TASK DETAILS:
Please state how many lines of the data below contain the word "again", offering nothing besides the number.

DATASET CONTENT:
● ● ● ● ● ● ●
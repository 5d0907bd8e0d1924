//! Tier Ladder
//!
//! Maps a cumulative impact score to a named rank by threshold
//! comparison, and reports progress toward the next rank.

use serde::{Deserialize, Serialize};

/// A single rank in the ladder.
#[derive(Debug, Clone, PartialEq, Serialize, Deserialize)]
pub struct TierDef {
    /// Stable identifier, e.g. "bronze".
    pub id: String,
    /// Display title, e.g. "Bronze Impactor".
    pub title: String,
    /// Minimum score at which this tier is attained (inclusive).
    pub threshold: i64,
}

impl TierDef {
    fn new(id: &str, title: &str, threshold: i64) -> Self {
        Self {
            id: id.to_string(),
            title: title.to_string(),
            threshold,
        }
    }
}

/// Progress from the current tier toward the next one.
#[derive(Debug, Clone, PartialEq, Serialize)]
pub struct TierProgress {
    /// The next tier up, None at the top of the ladder.
    pub next: Option<TierDef>,
    /// 0-100; fixed at 100 when there is no next tier.
    pub percent: u8,
    /// Points still needed to reach the next tier; zero at the top.
    pub points_needed: i64,
}

/// Error raised for a ladder with no tiers, thresholds that are not
/// strictly increasing, or a repeated tier id.
#[derive(Debug, Clone, PartialEq, Eq, thiserror::Error)]
pub enum LadderError {
    #[error("tier ladder must contain at least one tier")]
    Empty,
    #[error("tier '{tier}' threshold {threshold} does not exceed the previous tier's {previous}")]
    NotIncreasing {
        tier: String,
        threshold: i64,
        previous: i64,
    },
    #[error("duplicate tier id '{0}'")]
    DuplicateId(String),
}

/// An ordered list of tiers with strictly increasing thresholds and
/// unique ids. Construction always validates, including through
/// serde, so a held ladder is never empty.
#[derive(Debug, Clone, PartialEq, Serialize)]
#[serde(transparent)]
pub struct TierLadder(Vec<TierDef>);

impl<'de> Deserialize<'de> for TierLadder {
    fn deserialize<D>(deserializer: D) -> Result<Self, D::Error>
    where
        D: serde::Deserializer<'de>,
    {
        let tiers = Vec::<TierDef>::deserialize(deserializer)?;
        TierLadder::new(tiers).map_err(serde::de::Error::custom)
    }
}

impl Default for TierLadder {
    fn default() -> Self {
        Self(vec![
            TierDef::new("novice", "Plant Beginner", 100),
            TierDef::new("bronze", "Bronze Impactor", 500),
            TierDef::new("silver", "Silver Saver", 1500),
            TierDef::new("gold", "Gold Guardian", 5000),
            TierDef::new("platinum", "Platinum Protector", 15000),
            TierDef::new("diamond", "Diamond Defender", 50000),
        ])
    }
}

impl TierLadder {
    /// Builds a ladder, rejecting empty or non-increasing input.
    pub fn new(tiers: Vec<TierDef>) -> Result<Self, LadderError> {
        let ladder = Self(tiers);
        ladder.validate()?;
        Ok(ladder)
    }

    /// Checks the strictly-increasing threshold and unique-id
    /// invariants.
    pub fn validate(&self) -> Result<(), LadderError> {
        let first = self.0.first().ok_or(LadderError::Empty)?;
        let mut previous = first.threshold;
        for tier in &self.0[1..] {
            if tier.threshold <= previous {
                return Err(LadderError::NotIncreasing {
                    tier: tier.id.clone(),
                    threshold: tier.threshold,
                    previous,
                });
            }
            previous = tier.threshold;
        }
        let mut seen = std::collections::HashSet::new();
        for tier in &self.0 {
            if !seen.insert(tier.id.as_str()) {
                return Err(LadderError::DuplicateId(tier.id.clone()));
            }
        }
        Ok(())
    }

    pub fn tiers(&self) -> &[TierDef] {
        &self.0
    }

    /// Index of the highest tier whose threshold is <= score; 0 when
    /// the score is below every threshold.
    fn tier_index_for(&self, score: i64) -> usize {
        let mut index = 0;
        for (i, tier) in self.0.iter().enumerate() {
            if score >= tier.threshold {
                index = i;
            }
        }
        index
    }

    /// The highest tier whose threshold is <= score; the lowest tier
    /// when the score is below every threshold. Comparison is
    /// inclusive: a score exactly at a threshold attains that tier.
    pub fn tier_for(&self, score: i64) -> &TierDef {
        &self.0[self.tier_index_for(score)]
    }

    /// Progress from the tier assigned to `score` toward the next
    /// tier up the ladder.
    pub fn progress_to_next(&self, score: i64) -> TierProgress {
        let index = self.tier_index_for(score);
        let current = &self.0[index];

        match self.0.get(index + 1) {
            Some(next) => {
                let range = next.threshold - current.threshold;
                let gained = score - current.threshold;
                let percent = ((gained as f64 / range as f64) * 100.0).round();
                TierProgress {
                    percent: percent.clamp(0.0, 100.0) as u8,
                    points_needed: (next.threshold - score).max(0),
                    next: Some(next.clone()),
                }
            }
            None => TierProgress {
                next: None,
                percent: 100,
                points_needed: 0,
            },
        }
    }
}

#[cfg(test)]
mod tests {
    use super::*;

    #[test]
    fn test_default_ladder_is_valid() {
        assert!(TierLadder::default().validate().is_ok());
        assert_eq!(TierLadder::default().tiers().len(), 6);
    }

    #[test]
    fn test_score_below_all_thresholds_gets_lowest_tier() {
        let ladder = TierLadder::default();
        assert_eq!(ladder.tier_for(0).id, "novice");
        assert_eq!(ladder.tier_for(99).id, "novice");
    }

    #[test]
    fn test_threshold_is_inclusive() {
        let ladder = TierLadder::default();
        assert_eq!(ladder.tier_for(500).id, "bronze");
        assert_eq!(ladder.tier_for(499).id, "novice");
        assert_eq!(ladder.tier_for(50000).id, "diamond");
    }

    #[test]
    fn test_tier_assignment_is_monotonic() {
        let ladder = TierLadder::default();
        let mut previous_index = 0;
        for score in (0..60000).step_by(250) {
            let tier = ladder.tier_for(score);
            let index = ladder
                .tiers()
                .iter()
                .position(|t| t.id == tier.id)
                .unwrap();
            assert!(index >= previous_index, "tier dropped at score {score}");
            previous_index = index;
        }
    }

    #[test]
    fn test_progress_midway() {
        let ladder = TierLadder::default();
        // Score 1000: bronze (500) -> silver (1500), halfway.
        let progress = ladder.progress_to_next(1000);
        assert_eq!(progress.next.as_ref().unwrap().id, "silver");
        assert_eq!(progress.percent, 50);
        assert_eq!(progress.points_needed, 500);
    }

    #[test]
    fn test_progress_below_lowest_threshold_clamps_to_zero() {
        let ladder = TierLadder::default();
        // Score 50 is assigned novice (threshold 100); gained is negative.
        let progress = ladder.progress_to_next(50);
        assert_eq!(progress.next.as_ref().unwrap().id, "bronze");
        assert_eq!(progress.percent, 0);
        assert_eq!(progress.points_needed, 450);
    }

    #[test]
    fn test_progress_at_top_tier() {
        let ladder = TierLadder::default();
        let progress = ladder.progress_to_next(80000);
        assert!(progress.next.is_none());
        assert_eq!(progress.percent, 100);
        assert_eq!(progress.points_needed, 0);
    }

    #[test]
    fn test_non_increasing_ladder_rejected() {
        let err = TierLadder::new(vec![
            TierDef::new("a", "A", 100),
            TierDef::new("b", "B", 100),
        ])
        .unwrap_err();
        assert!(matches!(err, LadderError::NotIncreasing { .. }));
    }

    #[test]
    fn test_empty_ladder_rejected() {
        assert_eq!(TierLadder::new(vec![]).unwrap_err(), LadderError::Empty);
    }

    #[test]
    fn test_duplicate_id_rejected() {
        let err = TierLadder::new(vec![
            TierDef::new("a", "A", 100),
            TierDef::new("a", "A again", 200),
        ])
        .unwrap_err();
        assert_eq!(err, LadderError::DuplicateId("a".to_string()));
    }

    #[test]
    fn test_deserialization_validates() {
        assert!(serde_json::from_str::<TierLadder>("[]").is_err());

        let duplicate = r#"[
            {"id": "a", "title": "A", "threshold": 100},
            {"id": "a", "title": "A again", "threshold": 200}
        ]"#;
        assert!(serde_json::from_str::<TierLadder>(duplicate).is_err());

        let valid = r#"[
            {"id": "seed", "title": "Seed", "threshold": 0},
            {"id": "sprout", "title": "Sprout", "threshold": 250}
        ]"#;
        let ladder: TierLadder = serde_json::from_str(valid).unwrap();
        assert_eq!(ladder.tier_for(300).id, "sprout");
    }
}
● ● ● ● ● ● ●
RESPONSE TO THE EXERCISE:
2